*** Opening of PROVIDED RECORDS ***
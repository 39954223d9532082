//! Registry server configuration, loaded from YAML.

use std::net::{IpAddr, Ipv4Addr};
use std::num::NonZeroU32;
use std::path::{Path, PathBuf};
use std::sync::Arc;

use anyhow::{anyhow, Context, Result};
use serde::{Deserialize, Serialize};

use crate::rate_limit::DEFAULT_REQUESTS_PER_MINUTE;
use crate::storage::{FileStore, MemoryStore, ServiceStore};
use crate::transport::{TransportConfig, DEFAULT_PORT};

/// Top-level configuration structure
#[derive(Debug, Clone, Default, Serialize, Deserialize)]
pub struct RegistryConfig {
    #[serde(default)]
    pub server: ServerOptions,
    #[serde(default)]
    pub storage: StorageOptions,
    #[serde(default = "default_log_level")]
    pub log_level: String,
}

#[derive(Debug, Clone, Serialize, Deserialize)]
pub struct ServerOptions {
    #[serde(default = "default_listen")]
    pub listen: IpAddr,
    #[serde(default = "default_port")]
    pub port: u16,
    /// Serve on a Unix domain socket instead of TCP.
    #[serde(default, skip_serializing_if = "Option::is_none")]
    pub unix_socket: Option<PathBuf>,
    /// Requests per minute allowed from one client address; 0 disables.
    #[serde(default = "default_rate_limit")]
    pub rate_limit_per_minute: u32,
}

#[derive(Debug, Clone, Copy, PartialEq, Eq, Default, Serialize, Deserialize)]
#[serde(rename_all = "snake_case")]
pub enum StorageBackend {
    #[default]
    File,
    Memory,
}

#[derive(Debug, Clone, Serialize, Deserialize)]
pub struct StorageOptions {
    #[serde(default)]
    pub backend: StorageBackend,
    #[serde(default = "default_storage_path")]
    pub path: PathBuf,
}

impl Default for ServerOptions {
    fn default() -> Self {
        Self {
            listen: default_listen(),
            port: default_port(),
            unix_socket: None,
            rate_limit_per_minute: default_rate_limit(),
        }
    }
}

impl Default for StorageOptions {
    fn default() -> Self {
        Self {
            backend: StorageBackend::default(),
            path: default_storage_path(),
        }
    }
}

impl RegistryConfig {
    /// Load configuration from a YAML file
    pub fn load_from_file<P: AsRef<Path>>(path: P) -> Result<Self> {
        let content = std::fs::read_to_string(&path)
            .with_context(|| format!("Failed to read config file: {}", path.as_ref().display()))?;

        Self::load_from_string(&content)
    }

    /// Load configuration from a YAML string
    pub fn load_from_string(content: &str) -> Result<Self> {
        let config: RegistryConfig =
            serde_yaml::from_str(content).context("Failed to parse YAML configuration")?;

        config.validate()?;
        Ok(config)
    }

    pub fn validate(&self) -> Result<()> {
        if self.server.unix_socket.is_none() && self.server.port == 0 {
            return Err(anyhow!("Port must be between 1 and 65535, got: {}", self.server.port));
        }

        #[cfg(not(unix))]
        if self.server.unix_socket.is_some() {
            return Err(anyhow!("Unix sockets are not supported on this platform"));
        }

        if self.storage.backend == StorageBackend::File && self.storage.path.as_os_str().is_empty() {
            return Err(anyhow!("File storage requires a non-empty path"));
        }

        match self.log_level.as_str() {
            "trace" | "debug" | "info" | "warn" | "error" => Ok(()),
            _ => Err(anyhow!(
                "Invalid log level: {}, must be one of: trace, debug, info, warn, error",
                self.log_level
            )),
        }
    }

    pub fn transport(&self) -> TransportConfig {
        #[cfg(unix)]
        if let Some(path) = &self.server.unix_socket {
            return TransportConfig::unix_socket(path);
        }

        TransportConfig::tcp_on(self.server.listen, self.server.port)
    }

    /// Per-client quota, or `None` when rate limiting is off.
    pub fn rate_limit(&self) -> Option<NonZeroU32> {
        NonZeroU32::new(self.server.rate_limit_per_minute)
    }

    /// Opens the configured storage backend.
    pub fn build_store(&self) -> Result<Arc<dyn ServiceStore>> {
        Ok(match self.storage.backend {
            StorageBackend::Memory => Arc::new(MemoryStore::new()),
            StorageBackend::File => Arc::new(FileStore::open(&self.storage.path).with_context(
                || format!("Failed to open catalog at {}", self.storage.path.display()),
            )?),
        })
    }
}

fn default_log_level() -> String {
    "info".to_string()
}

fn default_listen() -> IpAddr {
    IpAddr::V4(Ipv4Addr::UNSPECIFIED)
}

fn default_port() -> u16 {
    DEFAULT_PORT
}

fn default_rate_limit() -> u32 {
    DEFAULT_REQUESTS_PER_MINUTE
}

fn default_storage_path() -> PathBuf {
    PathBuf::from("./service_db")
}

#[cfg(test)]
mod tests {
    use super::*;
    use tempfile::tempdir;

    #[test]
    fn test_empty_document_uses_defaults() {
        let config = RegistryConfig::load_from_string("{}").unwrap();
        assert_eq!(config.server.port, 8000);
        assert_eq!(config.server.listen, default_listen());
        assert_eq!(config.storage.backend, StorageBackend::File);
        assert_eq!(config.storage.path, PathBuf::from("./service_db"));
        assert_eq!(config.log_level, "info");
        assert_eq!(config.transport(), TransportConfig::default());
        assert_eq!(config.rate_limit(), NonZeroU32::new(80));
    }

    #[test]
    fn test_full_document() {
        let yaml = r#"
server:
  listen: 127.0.0.1
  port: 9100
storage:
  backend: memory
log_level: debug
"#;
        let config = RegistryConfig::load_from_string(yaml).unwrap();
        assert_eq!(config.storage.backend, StorageBackend::Memory);
        assert_eq!(
            config.transport(),
            TransportConfig::tcp_on("127.0.0.1".parse().unwrap(), 9100)
        );
        assert_eq!(config.build_store().unwrap().describe(), "in-memory");
    }

    #[test]
    fn test_rate_limit_setting() {
        let config =
            RegistryConfig::load_from_string("server:\n  rate_limit_per_minute: 5\n").unwrap();
        assert_eq!(config.rate_limit(), NonZeroU32::new(5));

        let config =
            RegistryConfig::load_from_string("server:\n  rate_limit_per_minute: 0\n").unwrap();
        assert_eq!(config.rate_limit(), None);
    }

    #[test]
    fn test_rejects_bad_values() {
        let err = RegistryConfig::load_from_string("server:\n  port: 0\n").unwrap_err();
        assert!(err.to_string().contains("Port must be between"));

        let err = RegistryConfig::load_from_string("log_level: loud\n").unwrap_err();
        assert!(err.to_string().contains("Invalid log level"));

        let err = RegistryConfig::load_from_string("storage:\n  path: \"\"\n").unwrap_err();
        assert!(err.to_string().contains("non-empty path"));

        let err = RegistryConfig::load_from_string("storage:\n  backend: mongo\n").unwrap_err();
        assert!(err.to_string().contains("Failed to parse"));
    }

    #[test]
    #[cfg(unix)]
    fn test_unix_socket_replaces_tcp() {
        let config =
            RegistryConfig::load_from_string("server:\n  unix_socket: /tmp/catalog.sock\n").unwrap();
        assert_eq!(
            config.transport(),
            TransportConfig::unix_socket("/tmp/catalog.sock")
        );
    }

    #[test]
    fn test_load_from_file_and_open_file_store() {
        let dir = tempdir().unwrap();
        let db = dir.path().join("db");
        let config_path = dir.path().join("registry.yaml");
        std::fs::write(
            &config_path,
            format!("storage:\n  backend: file\n  path: {}\n", db.display()),
        )
        .unwrap();

        let config = RegistryConfig::load_from_file(&config_path).unwrap();
        let store = config.build_store().unwrap();
        assert!(store.describe().starts_with("file"));
        assert!(db.is_dir());
    }

    #[test]
    fn test_missing_file_has_context() {
        let err = RegistryConfig::load_from_file("/nonexistent/registry.yaml").unwrap_err();
        assert!(err.to_string().contains("Failed to read config file"));
    }
}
*** Close of PROVIDED RECORDS ***
*WHAT YOU NEED TO DO*
Reproduce each entry above without a single difference.

*RESULT BELOW*
repository 39954223d9532082
//! Registry server configuration, loaded from YAML.

use std::net::{IpAddr, Ipv4Addr};
use std::num::NonZeroU32;
use std::path::{Path, PathBuf};
use std::sync::Arc;

use anyhow::{anyhow, Context, Result};
use serde::{Deserialize, Serialize};

use crate::rate_limit::DEFAULT_REQUESTS_PER_MINUTE;
use crate::storage::{FileStore, MemoryStore, ServiceStore};
use crate::transport::{TransportConfig, DEFAULT_PORT};

/// Top-level configuration structure
#[derive(Debug, Clone, Default, Serialize, Deserialize)]
pub struct RegistryConfig {
    #[serde(default)]
    pub server: ServerOptions,
    #[serde(default)]
    pub storage: StorageOptions,
    #[serde(default = "default_log_level")]
    pub log_level: String,
}

#[derive(Debug, Clone, Serialize, Deserialize)]
pub struct ServerOptions {
    #[serde(default = "default_listen")]
    pub listen: IpAddr,
    #[serde(default = "default_port")]
    pub port: u16,
    /// Serve on a Unix domain socket instead of TCP.
    #[serde(default, skip_serializing_if = "Option::is_none")]
    pub unix_socket: Option<PathBuf>,
    /// Requests per minute allowed from one client address; 0 disables.
    #[serde(default = "default_rate_limit")]
    pub rate_limit_per_minute: u32,
}

#[derive(Debug, Clone, Copy, PartialEq, Eq, Default, Serialize, Deserialize)]
#[serde(rename_all = "snake_case")]
pub enum StorageBackend {
    #[default]
    File,
    Memory,
}

#[derive(Debug, Clone, Serialize, Deserialize)]
pub struct StorageOptions {
    #[serde(default)]
    pub backend: StorageBackend,
    #[serde(default = "default_storage_path")]
    pub path: PathBuf,
}

impl Default for ServerOptions {
    fn default() -> Self {
        Self {
            listen: default_listen(),
            port: default_port(),
            unix_socket: None,
            rate_limit_per_minute: default_rate_limit(),
        }
    }
}

impl Default for StorageOptions {
    fn default() -> Self {
        Self {
            backend: StorageBackend::default(),
            path: default_storage_path(),
        }
    }
}

impl RegistryConfig {
    /// Load configuration from a YAML file
    pub fn load_from_file<P: AsRef<Path>>(path: P) -> Result<Self> {
        let content = std::fs::read_to_string(&path)
            .with_context(|| format!("Failed to read config file: {}", path.as_ref().display()))?;

        Self::load_from_string(&content)
    }

    /// Load configuration from a YAML string
    pub fn load_from_string(content: &str) -> Result<Self> {
        let config: RegistryConfig =
            serde_yaml::from_str(content).context("Failed to parse YAML configuration")?;

        config.validate()?;
        Ok(config)
    }

    pub fn validate(&self) -> Result<()> {
        if self.server.unix_socket.is_none() && self.server.port == 0 {
            return Err(anyhow!("Port must be between 1 and 65535, got: {}", self.server.port));
        }

        #[cfg(not(unix))]
        if self.server.unix_socket.is_some() {
            return Err(anyhow!("Unix sockets are not supported on this platform"));
        }

        if self.storage.backend == StorageBackend::File && self.storage.path.as_os_str().is_empty() {
            return Err(anyhow!("File storage requires a non-empty path"));
        }

        match self.log_level.as_str() {
            "trace" | "debug" | "info" | "warn" | "error" => Ok(()),
            _ => Err(anyhow!(
                "Invalid log level: {}, must be one of: trace, debug, info, warn, error",
                self.log_level
            )),
        }
    }

    pub fn transport(&self) -> TransportConfig {
        #[cfg(unix)]
        if let Some(path) = &self.server.unix_socket {
            return TransportConfig::unix_socket(path);
        }

        TransportConfig::tcp_on(self.server.listen, self.server.port)
    }

    /// Per-client quota, or `None` when rate limiting is off.
    pub fn rate_limit(&self) -> Option<NonZeroU32> {
        NonZeroU32::new(self.server.rate_limit_per_minute)
    }

    /// Opens the configured storage backend.
    pub fn build_store(&self) -> Result<Arc<dyn ServiceStore>> {
        Ok(match self.storage.backend {
            StorageBackend::Memory => Arc::new(MemoryStore::new()),
            StorageBackend::File => Arc::new(FileStore::open(&self.storage.path).with_context(
                || format!("Failed to open catalog at {}", self.storage.path.display()),
            )?),
        })
    }
}

fn default_log_level() -> String {
    "info".to_string()
}

fn default_listen() -> IpAddr {
    IpAddr::V4(Ipv4Addr::UNSPECIFIED)
}

fn default_port() -> u16 {
    DEFAULT_PORT
}

fn default_rate_limit() -> u32 {
    DEFAULT_REQUESTS_PER_MINUTE
}

fn default_storage_path() -> PathBuf {
    PathBuf::from("./service_db")
}

#[cfg(test)]
mod tests {
    use super::*;
    use tempfile::tempdir;

    #[test]
    fn test_empty_document_uses_defaults() {
        let config = RegistryConfig::load_from_string("{}").unwrap();
        assert_eq!(config.server.port, 8000);
        assert_eq!(config.server.listen, default_listen());
        assert_eq!(config.storage.backend, StorageBackend::File);
        assert_eq!(config.storage.path, PathBuf::from("./service_db"));
        assert_eq!(config.log_level, "info");
        assert_eq!(config.transport(), TransportConfig::default());
        assert_eq!(config.rate_limit(), NonZeroU32::new(80));
    }

    #[test]
    fn test_full_document() {
        let yaml = r#"
server:
  listen: 127.0.0.1
  port: 9100
storage:
  backend: memory
log_level: debug
"#;
        let config = RegistryConfig::load_from_string(yaml).unwrap();
        assert_eq!(config.storage.backend, StorageBackend::Memory);
        assert_eq!(
            config.transport(),
            TransportConfig::tcp_on("127.0.0.1".parse().unwrap(), 9100)
        );
        assert_eq!(config.build_store().unwrap().describe(), "in-memory");
    }

    #[test]
    fn test_rate_limit_setting() {
        let config =
            RegistryConfig::load_from_string("server:\n  rate_limit_per_minute: 5\n").unwrap();
        assert_eq!(config.rate_limit(), NonZeroU32::new(5));

        let config =
            RegistryConfig::load_from_string("server:\n  rate_limit_per_minute: 0\n").unwrap();
        assert_eq!(config.rate_limit(), None);
    }

    #[test]
    fn test_rejects_bad_values() {
        let err = RegistryConfig::load_from_string("server:\n  port: 0\n").unwrap_err();
        assert!(err.to_string().contains("Port must be between"));

        let err = RegistryConfig::load_from_string("log_level: loud\n").unwrap_err();
        assert!(err.to_string().contains("Invalid log level"));

        let err = RegistryConfig::load_from_string("storage:\n  path: \"\"\n").unwrap_err();
        assert!(err.to_string().contains("non-empty path"));

        let err = RegistryConfig::load_from_string("storage:\n  backend: mongo\n").unwrap_err();
        assert!(err.to_string().contains("Failed to parse"));
    }

    #[test]
    #[cfg(unix)]
    fn test_unix_socket_replaces_tcp() {
        let config =
            RegistryConfig::load_from_string("server:\n  unix_socket: /tmp/catalog.sock\n").unwrap();
        assert_eq!(
            config.transport(),
            TransportConfig::unix_socket("/tmp/catalog.sock")
        );
    }

    #[test]
    fn test_load_from_file_and_open_file_store() {
        let dir = tempdir().unwrap();
        let db = dir.path().join("db");
        let config_path = dir.path().join("registry.yaml");
        std::fs::write(
            &config_path,
            format!("storage:\n  backend: file\n  path: {}\n", db.display()),
        )
        .unwrap();

        let config = RegistryConfig::load_from_file(&config_path).unwrap();
        let store = config.build_store().unwrap();
        assert!(store.describe().starts_with("file"));
        assert!(db.is_dir());
    }

    #[test]
    fn test_missing_file_has_context() {
        let err = RegistryConfig::load_from_file("/nonexistent/registry.yaml").unwrap_err();
        assert!(err.to_string().contains("Failed to read config file"));
    }
}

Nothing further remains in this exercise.